The changes come as the authority needs to make £33 million in savings

Author: Trevor Bevins, Local Democracy ReporterPublished 7th Feb 2023

CUTS to community groups, including the Bournemouth Symphony Orchestra, are being proposed as Bournemouth, Christchurch and Poole Council find savings for the coming financial year.

The ‘savings’ are also likely to accelerate the loss of council posts, including staff who work to protect the community.

In an occasionally bad tempered scrutiny committee meeting on Monday evening council leader Drew Mellor was accused deferring some of the £33million savings until after the coming local government elections, rather than put them in place before voters go to the polls in May.

The current proposals involve not acting on some of the ‘savings’ until after July.

Cllr Lewis Allison accused the council leader of “coming dangerously close to misleading councillors” over the council’s financial position and his administration’s approach to the budget– a charge Cllr Mellor denied and asked for an apology over, but failed to get.

Cllr Mellor also denied a claim that there was another budget version waiting to be put forward when it was too late to challenge its proposals. He told the committee that the proposals they were discussing were the ones which would go to Cabinet on Wednesday (8th) although the Conservative administration would continue striving to make improvements until the budget is finally approved.

He said he would rather not be making any cuts and would rather not see the 4.99per cent increase in the council tax being suggested from April, but had a duty to produce a balanced budget, claiming the authority was in a much better financial position than most.

He said despite the inflationary pressures, the council would put an extra £25m into adult services and over three years will have almost doubled the budget for children’s services.

Former council leader Vikki Slade accused him of being calculating by putting off some of the cuts until after the May elections.

“How can this be seen as being anything else other than very cynical …you’re not going to do it (make some of the cuts) until July 1st unless the magic money tree blossoms suddenly…it’s obvious why you won’t do this until July, because you are a coward,” she said.

She said the proposed cuts for some community groups, including the Citizens Advice Bureau and the Community Action Network, could result in some of them disappearing within two or three years.

Cllr Mellor said his administration had a proud record on community investment and said the July 1st date had been suggested because he hoped to be able to come up with other solutions by then, avoiding the need for all of the currently proposed savings.

“We’re putting them in the budget and saying there’s a strong likelihood that we will have to make those changes, but we’re not giving up,” he said.

The meeting heard from finance officer Adam Richens that £6.5million of savings had not been fully identified but senior officers said they were confident of finding the money.

There was concern from committee chairman Cllr Lawrence Williams and the authority’s newest councillor, Cllr Andy Martin, about the proposed loss of grant to the BSO which Cllr Williams said would amount to cuts of 45per cent over five years, a figure which Cllr Martin said would cost the BSO £115,000 a year, putting its global reputation and its community work at risk.
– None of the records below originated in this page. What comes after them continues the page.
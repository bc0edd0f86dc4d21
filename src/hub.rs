//! Room actors and the registry that routes joins to them. Every room runs in
//! its own task and handles its commands strictly one at a time, so damage
//! arithmetic on a defender never races.

use std::collections::HashMap;
use std::sync::atomic::{AtomicU64, Ordering};
use std::sync::Arc;

use log::{debug, info, warn};
use tokio::sync::{mpsc, oneshot};
use tokio::time::{sleep_until, Duration, Instant};

use crate::ability::Character;
use crate::config::GameRules;
use crate::error::SessionError;
use crate::protocol::{ClientMessage, ServerMessage};
use crate::session::{ConnId, Envelope, Room};

pub type Outbox = mpsc::UnboundedSender<ServerMessage>;

/// Millisecond clock anchored to wall time at creation and advanced by the
/// tokio clock, so paused-time tests see timers fire.
#[derive(Clone, Copy, Debug)]
pub struct Clock {
    origin: Instant,
    base_ms: u64,
}

impl Clock {
    pub fn new() -> Self {
        Self {
            origin: Instant::now(),
            base_ms: crate::now_ms(),
        }
    }

    pub fn now(&self) -> u64 {
        self.base_ms + self.origin.elapsed().as_millis() as u64
    }

    pub fn instant_at(&self, ms: u64) -> Instant {
        self.origin + Duration::from_millis(ms.saturating_sub(self.base_ms))
    }
}

impl Default for Clock {
    fn default() -> Self {
        Self::new()
    }
}

enum RoomCommand {
    Join {
        conn: ConnId,
        player_id: String,
        character: Character,
        outbox: Outbox,
        handle: RoomHandle,
        reply: oneshot::Sender<Result<RoomHandle, SessionError>>,
    },
    Message {
        conn: ConnId,
        msg: ClientMessage,
    },
    Disconnect {
        conn: ConnId,
    },
    CloseIfEmpty {
        reply: oneshot::Sender<bool>,
    },
}

enum HubCommand {
    Join {
        room_id: Option<String>,
        conn: ConnId,
        player_id: String,
        character: Character,
        outbox: Outbox,
        reply: oneshot::Sender<Result<RoomHandle, SessionError>>,
    },
    RoomEmptied {
        room_id: String,
    },
    RoomCount {
        reply: oneshot::Sender<usize>,
    },
}

/// Sending side of one room actor.
#[derive(Clone, Debug)]
pub struct RoomHandle {
    id: String,
    tx: mpsc::UnboundedSender<RoomCommand>,
}

impl std::fmt::Debug for RoomCommand {
    fn fmt(&self, f: &mut std::fmt::Formatter<'_>) -> std::fmt::Result {
        match self {
            RoomCommand::Join { conn, player_id, .. } => {
                write!(f, "Join({}, {})", conn, player_id)
            }
            RoomCommand::Message { conn, msg } => write!(f, "Message({}, {:?})", conn, msg),
            RoomCommand::Disconnect { conn } => write!(f, "Disconnect({})", conn),
            RoomCommand::CloseIfEmpty { .. } => write!(f, "CloseIfEmpty"),
        }
    }
}

impl RoomHandle {
    pub fn id(&self) -> &str {
        &self.id
    }

    pub fn send(&self, conn: ConnId, msg: ClientMessage) -> Result<(), SessionError> {
        self.tx
            .send(RoomCommand::Message { conn, msg })
            .map_err(|_| SessionError::RoomClosed(self.id.clone()))
    }

    /// Leaves the room. A closed room has nothing left to leave.
    pub fn disconnect(&self, conn: ConnId) {
        let _ = self.tx.send(RoomCommand::Disconnect { conn });
    }
}

/// Cloneable entry point to the room registry.
#[derive(Clone)]
pub struct Hub {
    tx: mpsc::UnboundedSender<HubCommand>,
    next_conn: Arc<AtomicU64>,
}

impl Hub {
    /// Starts the registry task on the current runtime.
    pub fn spawn(rules: GameRules) -> Hub {
        let (tx, rx) = mpsc::unbounded_channel();
        let registry = Registry {
            rules,
            rooms: HashMap::new(),
            next_room: 1,
            clock: Clock::new(),
            hub_tx: tx.clone(),
        };
        tokio::spawn(registry.run(rx));
        Hub {
            tx,
            next_conn: Arc::new(AtomicU64::new(1)),
        }
    }

    pub fn next_conn_id(&self) -> ConnId {
        self.next_conn.fetch_add(1, Ordering::Relaxed)
    }

    /// Attaches `conn` to `room_id`, creating the room if needed. An empty or
    /// missing id gets a generated one. Frames for the connection are pushed
    /// into `outbox` from then on.
    pub async fn join(
        &self,
        room_id: Option<String>,
        conn: ConnId,
        player_id: String,
        character: Character,
        outbox: Outbox,
    ) -> Result<RoomHandle, SessionError> {
        let (reply, rx) = oneshot::channel();
        self.tx
            .send(HubCommand::Join {
                room_id,
                conn,
                player_id,
                character,
                outbox,
                reply,
            })
            .map_err(|_| SessionError::HubClosed)?;
        rx.await.map_err(|_| SessionError::HubClosed)?
    }

    pub async fn room_count(&self) -> Result<usize, SessionError> {
        let (reply, rx) = oneshot::channel();
        self.tx
            .send(HubCommand::RoomCount { reply })
            .map_err(|_| SessionError::HubClosed)?;
        rx.await.map_err(|_| SessionError::HubClosed)
    }
}

struct Registry {
    rules: GameRules,
    rooms: HashMap<String, RoomHandle>,
    next_room: u64,
    clock: Clock,
    hub_tx: mpsc::UnboundedSender<HubCommand>,
}

impl Registry {
    async fn run(mut self, mut rx: mpsc::UnboundedReceiver<HubCommand>) {
        while let Some(cmd) = rx.recv().await {
            match cmd {
                HubCommand::Join {
                    room_id,
                    conn,
                    player_id,
                    character,
                    outbox,
                    reply,
                } => {
                    let room_id = match room_id.filter(|id| !id.is_empty()) {
                        Some(id) => id,
                        None => self.generate_id(),
                    };
                    let handle = self.room(&room_id);
                    let cmd = RoomCommand::Join {
                        conn,
                        player_id,
                        character,
                        outbox,
                        handle: handle.clone(),
                        reply,
                    };
                    if let Err(mpsc::error::SendError(cmd)) = handle.tx.send(cmd) {
                        warn!("room {} actor is gone", room_id);
                        self.rooms.remove(&room_id);
                        if let RoomCommand::Join { reply, .. } = cmd {
                            let _ = reply.send(Err(SessionError::RoomClosed(room_id)));
                        }
                    }
                }
                HubCommand::RoomEmptied { room_id } => {
                    let Some(handle) = self.rooms.get(&room_id) else {
                        continue;
                    };
                    let (reply, closed) = oneshot::channel();
                    if handle.tx.send(RoomCommand::CloseIfEmpty { reply }).is_err() {
                        self.rooms.remove(&room_id);
                        continue;
                    }
                    // a join queued ahead of the close keeps the room alive
                    if closed.await.unwrap_or(true) {
                        self.rooms.remove(&room_id);
                        info!("room {} destroyed ({} open)", room_id, self.rooms.len());
                    }
                }
                HubCommand::RoomCount { reply } => {
                    let _ = reply.send(self.rooms.len());
                }
            }
        }
    }

    fn generate_id(&mut self) -> String {
        loop {
            let id = format!("room_{}", self.next_room);
            self.next_room += 1;
            if !self.rooms.contains_key(&id) {
                return id;
            }
        }
    }

    fn room(&mut self, room_id: &str) -> RoomHandle {
        if let Some(handle) = self.rooms.get(room_id) {
            return handle.clone();
        }
        let (tx, rx) = mpsc::unbounded_channel();
        let handle = RoomHandle {
            id: room_id.to_string(),
            tx,
        };
        let actor = RoomActor {
            room: Room::new(room_id, self.rules.clone()),
            outboxes: HashMap::new(),
            hub_tx: self.hub_tx.clone(),
            clock: self.clock,
        };
        let task = tokio::spawn(actor.run(rx));
        // a room that died still has to leave the registry
        let hub_tx = self.hub_tx.clone();
        let id = room_id.to_string();
        tokio::spawn(async move {
            if let Err(e) = task.await {
                warn!("room {} actor failed: {}", id, e);
                let _ = hub_tx.send(HubCommand::RoomEmptied { room_id: id });
            }
        });
        self.rooms.insert(room_id.to_string(), handle.clone());
        info!("room {} created ({} open)", room_id, self.rooms.len());
        handle
    }
}

struct RoomActor {
    room: Room,
    outboxes: HashMap<ConnId, Outbox>,
    hub_tx: mpsc::UnboundedSender<HubCommand>,
    clock: Clock,
}

impl RoomActor {
    async fn run(mut self, mut rx: mpsc::UnboundedReceiver<RoomCommand>) {
        loop {
            let deadline = self.room.next_deadline().map(|ms| self.clock.instant_at(ms));
            let timer = async move {
                match deadline {
                    Some(at) => sleep_until(at).await,
                    None => std::future::pending().await,
                }
            };
            tokio::select! {
                cmd = rx.recv() => {
                    let Some(cmd) = cmd else { break };
                    debug!("room {}: {:?}", self.room.id(), cmd);
                    if !self.on_command(cmd) {
                        break;
                    }
                }
                _ = timer => {
                    let out = self.room.tick(self.clock.now());
                    self.deliver(out);
                }
            }
        }
        debug!("room {} actor stopped", self.room.id());
    }

    /// Returns false once the actor should stop.
    fn on_command(&mut self, cmd: RoomCommand) -> bool {
        let now = self.clock.now();
        match cmd {
            RoomCommand::Join {
                conn,
                player_id,
                character,
                outbox,
                handle,
                reply,
            } => match self.room.join(conn, &player_id, character, now) {
                Ok(out) => {
                    self.outboxes.insert(conn, outbox);
                    self.deliver(out);
                    let _ = reply.send(Ok(handle));
                }
                Err(err) => {
                    info!("room {}: join by {} rejected: {}", self.room.id(), player_id, err);
                    let _ = reply.send(Err(err));
                    self.report_if_empty();
                }
            },
            RoomCommand::Message { conn, msg } => {
                let out = self.room.handle(conn, msg, now);
                self.deliver(out);
                if !self.room.contains(conn) && self.outboxes.remove(&conn).is_some() {
                    self.report_if_empty();
                }
            }
            RoomCommand::Disconnect { conn } => {
                let out = self.room.disconnect(conn, now);
                self.outboxes.remove(&conn);
                self.deliver(out);
                self.report_if_empty();
            }
            RoomCommand::CloseIfEmpty { reply } => {
                let empty = self.room.is_empty();
                let _ = reply.send(empty);
                return !empty;
            }
        }
        true
    }

    fn deliver(&self, out: Vec<Envelope>) {
        for Envelope { to, msg } in out {
            match self.outboxes.get(&to) {
                Some(outbox) => {
                    if outbox.send(msg).is_err() {
                        debug!("room {}: outbox for {} closed", self.room.id(), to);
                    }
                }
                None => debug!("room {}: no outbox for {}", self.room.id(), to),
            }
        }
    }

    fn report_if_empty(&self) {
        if self.room.is_empty() {
            let _ = self.hub_tx.send(HubCommand::RoomEmptied {
                room_id: self.room.id().to_string(),
            });
        }
    }
}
He said the organisation’s chief executive had described the proposal as “catastrophic.”

Cllr Lesley Dedman described the overall budget proposals as “extremely risky” and said she was concerned about increasing beach huts charges and a lack of progress on the Roeshott Hill proposals.
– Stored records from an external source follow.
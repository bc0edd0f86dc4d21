use crate::board::Board;
use crate::piece::{Piece, Tetromino};

/// What a single lock produced, before any scoring.
#[derive(Clone, Copy, Debug, Default, PartialEq, Eq)]
pub struct ClearEvent {
    pub lines: u32,
    pub spin: bool,
}

impl ClearEvent {
    /// True when the lock neither cleared a row nor counted as a spin.
    pub fn is_empty(&self) -> bool {
        self.lines == 0 && !self.spin
    }
}

/// Corner test for T-spins. The corners are those of the 3x3 box anchored at
/// the piece origin; anything outside the board counts as filled.
pub fn detect_spin(board: &Board, piece: &Piece) -> bool {
    if piece.kind != Tetromino::T || !piece.rotated_before_lock {
        return false;
    }
    let (x, y) = (piece.x, piece.y);
    let corners = [(y, x), (y, x + 2), (y + 2, x), (y + 2, x + 2)];
    let filled = corners
        .iter()
        .filter(|&&(row, col)| row < 0 || board.is_occupied(row, col))
        .count();
    filled >= 3
}

/// True when part of the piece would lock above the visible board. Those
/// cells cannot be stored, so the lock ends the game.
pub fn is_lock_out(piece: &Piece) -> bool {
    piece.cells().any(|(row, _)| row < 0)
}

/// Writes the piece into the board, checks for a spin against the settled
/// cells, then collapses full rows.
pub fn resolve_lock(board: &mut Board, piece: &Piece) -> ClearEvent {
    let tag = piece.kind.color_id();
    for (row, col) in piece.cells() {
        if row >= 0 {
            board.set_cell(row, col, tag);
        }
    }
    let spin = detect_spin(board, piece);
    let lines = board.collapse_full_rows() as u32;
    ClearEvent { lines, spin }
}
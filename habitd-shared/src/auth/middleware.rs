/// Authentication context and header parsing
///
/// The API server validates bearer tokens in a router middleware layer and
/// injects an [`AuthContext`] into request extensions. Handlers extract it
/// with Axum's `Extension` extractor.
///
/// # Example
///
/// ```
/// use axum::Extension;
/// use habitd_shared::auth::middleware::AuthContext;
///
/// async fn handler(Extension(auth): Extension<AuthContext>) -> String {
///     format!("User: {}", auth.user_id)
/// }
/// ```

use axum::http::{header, HeaderMap, StatusCode};
use axum::response::{IntoResponse, Response};
use serde::{Deserialize, Serialize};
use uuid::Uuid;

/// Authentication context added to request extensions
///
/// Present on a request only after the bearer token was validated and its
/// subject was confirmed to still exist.
#[derive(Debug, Clone, Copy, Serialize, Deserialize)]
pub struct AuthContext {
    /// Authenticated user ID
    pub user_id: Uuid,
}

impl AuthContext {
    /// Creates auth context for a resolved user
    pub fn new(user_id: Uuid) -> Self {
        Self { user_id }
    }
}

/// Error type for authentication middleware
#[derive(Debug)]
pub enum AuthError {
    /// Missing authorization header
    MissingCredentials,

    /// Invalid authorization header format
    InvalidFormat(String),

    /// Token validation failed
    InvalidToken(String),

    /// Token subject no longer exists
    UnknownSubject,

    /// Database error
    DatabaseError(String),
}

impl IntoResponse for AuthError {
    fn into_response(self) -> Response {
        match self {
            AuthError::MissingCredentials => {
                (StatusCode::UNAUTHORIZED, "Missing credentials").into_response()
            }
            AuthError::InvalidFormat(msg) => (StatusCode::BAD_REQUEST, msg).into_response(),
            AuthError::InvalidToken(msg) => (StatusCode::UNAUTHORIZED, msg).into_response(),
            AuthError::UnknownSubject => {
                (StatusCode::UNAUTHORIZED, "Could not validate credentials").into_response()
            }
            AuthError::DatabaseError(_) => {
                (StatusCode::INTERNAL_SERVER_ERROR, "Internal server error").into_response()
            }
        }
    }
}

/// Extracts the bearer token from an `Authorization` header
///
/// # Errors
///
/// - `MissingCredentials` when the header is absent or not valid UTF-8
/// - `InvalidFormat` when the header does not use the `Bearer` scheme
pub fn bearer_token(headers: &HeaderMap) -> Result<&str, AuthError> {
    let auth_header = headers
        .get(header::AUTHORIZATION)
        .and_then(|v| v.to_str().ok())
        .ok_or(AuthError::MissingCredentials)?;

    auth_header
        .strip_prefix("Bearer ")
        .ok_or_else(|| AuthError::InvalidFormat("Expected Bearer token".to_string()))
}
“The whole thing is worrying. The administration is not doing its job residents’ expect to ensure financial stability,” she said.

Cllr Steve Bartlett claimed there might more pain yet to be revealed when the full details of the proposals were examined and said he feared that the less well off and vulnerable were likely to suffer the most from the changes being requested.
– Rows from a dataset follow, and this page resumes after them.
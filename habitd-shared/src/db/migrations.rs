/// Database migration runner
///
/// Migrations live in the `migrations/` directory at the workspace root and
/// are applied with sqlx's embedded migration system.
///
/// # Example
///
/// ```no_run
/// use habitd_shared::db::pool::{create_pool, DatabaseConfig};
/// use habitd_shared::db::migrations::{ensure_database_exists, run_migrations};
///
/// #[tokio::main]
/// async fn main() -> Result<(), Box<dyn std::error::Error>> {
///     let url = std::env::var("DATABASE_URL")?;
///     ensure_database_exists(&url).await?;
///
///     let config = DatabaseConfig { url, ..Default::default() };
///     let pool = create_pool(config).await?;
///
///     run_migrations(&pool).await?;
///     Ok(())
/// }
/// ```

use sqlx::{migrate::MigrateDatabase, postgres::PgPool, Postgres};
use tracing::{debug, info};

/// Runs all pending database migrations
///
/// Each migration runs in a transaction where possible; a failing migration
/// is rolled back and surfaced as an error.
///
/// # Errors
///
/// Returns an error if a migration fails to apply or the database is
/// unreachable.
pub async fn run_migrations(pool: &PgPool) -> Result<(), sqlx::migrate::MigrateError> {
    info!("Running database migrations");

    sqlx::migrate!("../migrations").run(pool).await?;

    info!("Database migrations applied");
    Ok(())
}

/// Creates the database if it doesn't exist
///
/// Useful for development and testing; in production the database should
/// already exist.
///
/// # Errors
///
/// Returns an error if the server is unreachable or the caller lacks
/// permission to create databases.
pub async fn ensure_database_exists(database_url: &str) -> Result<(), sqlx::Error> {
    if !Postgres::database_exists(database_url).await? {
        info!("Database does not exist, creating it");
        Postgres::create_database(database_url).await?;
        info!("Database created successfully");
    } else {
        debug!("Database already exists");
    }

    Ok(())
}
“There is some real pain in this budget…the devil, I suspect, will be in the detail,” he said, warning that there could yet be more problems if some of the capital development projects being proposed by Future Places, the council’s arms-length development company, failed to deliver with the cost of some business cases alone put at £1million each and up to £8m of council funding earmarked for the organisation.

Cllr Mellor admitted there was a risk with development projects but warned that if the council didn’t find ways of creating income, while at the same time improving local areas, there might be more cuts to services in the future.

“Going forward we will need to find other ways than the council tax to fund council services,” he said.

The council leader was criticised by Cllrs Slade and Allison for then leaving the meeting without the apolgogy the council’s Standards Committee had told him to make.

Chairman Cllr Williams said he would make the views known to Cllr Mellor.